A common question is to compare different genes in terms of their response to a particular treatment or compound applied to cells. Another goal is to compare different treatments or conditions for the same gene. Both tasks involve the comparison of several curves. To address these questions, we will first consider approaches for testing for a significant difference between the curves, e.g., for particular doses.
However, depending on the goal of a study, one might be more interested in claiming that there is no relevant difference between the two groups. Thus, instead of testing against an alternative hypothesis stating inequality, entire intervals are considered and the null hypothesis is rejected for small differences between the groups. This approach, which is in the focus of this project, is called equivalence testing and provides a very flexible framework for numerous research questions (see, e.g., Wellek, 2010). In this context, demonstrating equivalence of entire regression curves instead of single quantities becomes a matter and the hypotheses of such an equivalence test are based on these regression models (see, e.g., Dette et al., 2018). In this framework, the null hypothesis is tested against the alternative that a distance of choice between these curves is smaller than a pre-specified equivalence margin.

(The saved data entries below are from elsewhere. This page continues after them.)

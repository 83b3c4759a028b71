//! Turns one sentence of phonemes into the ID sequence the synthesis model consumes. The model
//! expects the sequence bracketed by beginning/end markers with a pad ID interleaved after every
//! real phoneme, so for `k` recognised phonemes the output is always `2k + 2` IDs long.
use crate::vocab::VocabularyTable;
use anyhow::Context;
use tracing::warn;

/// Pad symbol interleaved between phoneme IDs
pub const PAD: char = '_';
/// Beginning of sequence marker
pub const BOS: char = '^';
/// End of sequence marker
pub const EOS: char = '$';

/// Encodes a sentence of phonemes as model IDs. The reserved pad/bos/eos symbols must be present
/// in the vocabulary, that's a broken setup otherwise. Phonemes missing from the vocabulary are
/// rare enough that dropping them with a warning beats aborting the whole utterance.
pub fn phonemes_to_ids(table: &VocabularyTable, phonemes: &[char]) -> anyhow::Result<Vec<i64>> {
    let pad = table
        .id(PAD)
        .with_context(|| format!("vocabulary has no pad symbol {PAD:?}"))?;
    let bos = table
        .id(BOS)
        .with_context(|| format!("vocabulary has no beginning-of-sequence symbol {BOS:?}"))?;
    let eos = table
        .id(EOS)
        .with_context(|| format!("vocabulary has no end-of-sequence symbol {EOS:?}"))?;

    let mut ids = Vec::with_capacity(2 * phonemes.len() + 2);
    ids.push(bos);
    for &phoneme in phonemes {
        match table.id(phoneme) {
            Some(id) => {
                ids.push(id);
                ids.push(pad);
            }
            None => warn!("phoneme {:?} not in vocabulary, dropping it", phoneme),
        }
    }
    ids.push(eos);
    Ok(ids)
}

In general, equivalence tests provide a very flexible alternative to classical significance testing. In particular, model-based equivalence tests can overcome the typical drawbacks of traditional non-parametric approaches. By using such methods, equivalence can be claimed over an entire covariate region rather than considering single quantities or measurements. This finally enables the researcher to, e.g., make further statistical inference based on the pooled sample. Moreover, when dealing with concentration-expression data, equivalence tests can provide a useful tool for identifying a concentration that causes a response significantly exceeding a critical level. Addressing this question, we will develop an approach for identifying the lowest effective concentration (LEC), where the response significantly exceeds the response for the control, which is an important quantity in toxicological research.

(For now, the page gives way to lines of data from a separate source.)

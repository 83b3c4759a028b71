//! The token vocabulary maps each phoneme (a single unicode scalar value) to the integer ID
//! the synthesis model was trained on. The file format is one entry per line, `<symbol> <id>`,
//! with a bare `<id>` standing for the space character. The table is loaded once at startup and
//! is read-only afterwards so it can be shared between threads freely.
//!
//! Bad vocabulary files are a setup mistake that would corrupt everything downstream, so every
//! malformed line refuses to construct the table rather than being skipped.
use anyhow::{bail, Context};
use std::collections::BTreeMap;
use std::fs;
use std::io::{self, prelude::*};
use std::path::Path;

/// Blank-token placeholder used by some external phoneme vocabularies. It doesn't correspond to
/// a single codepoint so lines carrying it produce no entry.
const BLANK_MARKER: &str = "<BLNK>";

/// Phoneme to model ID mapping, the underlying store is backed by a `BTreeMap`
#[derive(Debug, Default, Clone)]
pub struct VocabularyTable {
    entries: BTreeMap<char, i64>,
}

impl VocabularyTable {
    /// Opens a vocabulary from a file
    pub fn open(path: impl AsRef<Path>) -> anyhow::Result<Self> {
        let file = fs::File::open(&path)
            .with_context(|| format!("opening vocabulary {}", path.as_ref().display()))?;
        Self::from_reader(io::BufReader::new(file))
    }

    /// A function that abstracts away the file and works from a reader, letting tests use
    /// in-memory representations of the data instead of fixture files.
    pub fn from_reader(reader: impl BufRead) -> anyhow::Result<Self> {
        let mut entries = BTreeMap::new();

        for (index, line) in reader.lines().enumerate() {
            let line = line.context("reading vocabulary line")?;
            let mut fields = line.split_whitespace();

            let (symbol, id) = match (fields.next(), fields.next()) {
                (Some(id), None) => (" ", id),
                (Some(symbol), Some(id)) => (symbol, id),
                (None, _) => continue,
            };
            if let Some(extra) = fields.next() {
                bail!(
                    "line {}: unexpected trailing field {:?} in {:?}",
                    index + 1,
                    extra,
                    line
                );
            }

            let id: i64 = id
                .parse()
                .with_context(|| format!("line {}: invalid id in {:?}", index + 1, line))?;
            if id < 0 {
                bail!("line {}: negative id {} in {:?}", index + 1, id, line);
            }

            let mut codepoints = symbol.chars();
            let symbol_char = match (codepoints.next(), codepoints.next()) {
                (Some(c), None) => c,
                _ if symbol == BLANK_MARKER => continue,
                _ => bail!(
                    "line {}: symbol {:?} is not a single codepoint",
                    index + 1,
                    symbol
                ),
            };

            if let Some(existing) = entries.insert(symbol_char, id) {
                bail!(
                    "line {}: duplicate entry for {:?}, already mapped to {}",
                    index + 1,
                    symbol_char,
                    existing
                );
            }
        }

        Ok(Self { entries })
    }

    /// Looks up the model ID for a phoneme
    pub fn id(&self, symbol: char) -> Option<i64> {
        self.entries.get(&symbol).copied()
    }

    /// Number of symbols in the table
    pub fn len(&self) -> usize {
        self.entries.len()
    }

    /// Whether the table is empty
    pub fn is_empty(&self) -> bool {
        self.entries.is_empty()
    }
}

Before performing a test, we will consider the models derived in projects P2 and P3 in a model selection step and the ones providing the best results will be fitted to the data. In order to achieve the best possible performance of the test, i.e. a high power while still controlling the type I error, we will further consider optimal designs derived in project P5. This will maximize the accuracy of the estimation of the model parameters, and hence, lead to more precise test results.
References
• Hothorn, L. A. (2015). Statistics in Toxicology Using R. CRC Press, Boca Raton.
• Ritz, C. (2010). Toward a unified approach to dose–response modeling in ecotoxicology. Environmental Toxicology and Chemistry, 29(1):220–229, doi: 10.1002/etc.7.
• Wellek, S. (2010). Testing statistical hypotheses of equivalence and noninferiority. CRC Press.
• Dette, H., Möllenhoff, K., Volgushev, S., and Bretz, F. (2018). Equivalence of regression curves. Journal of the American Statistical Association, 113: 711-729, doi: 10.1080/01621459.2017.1281813.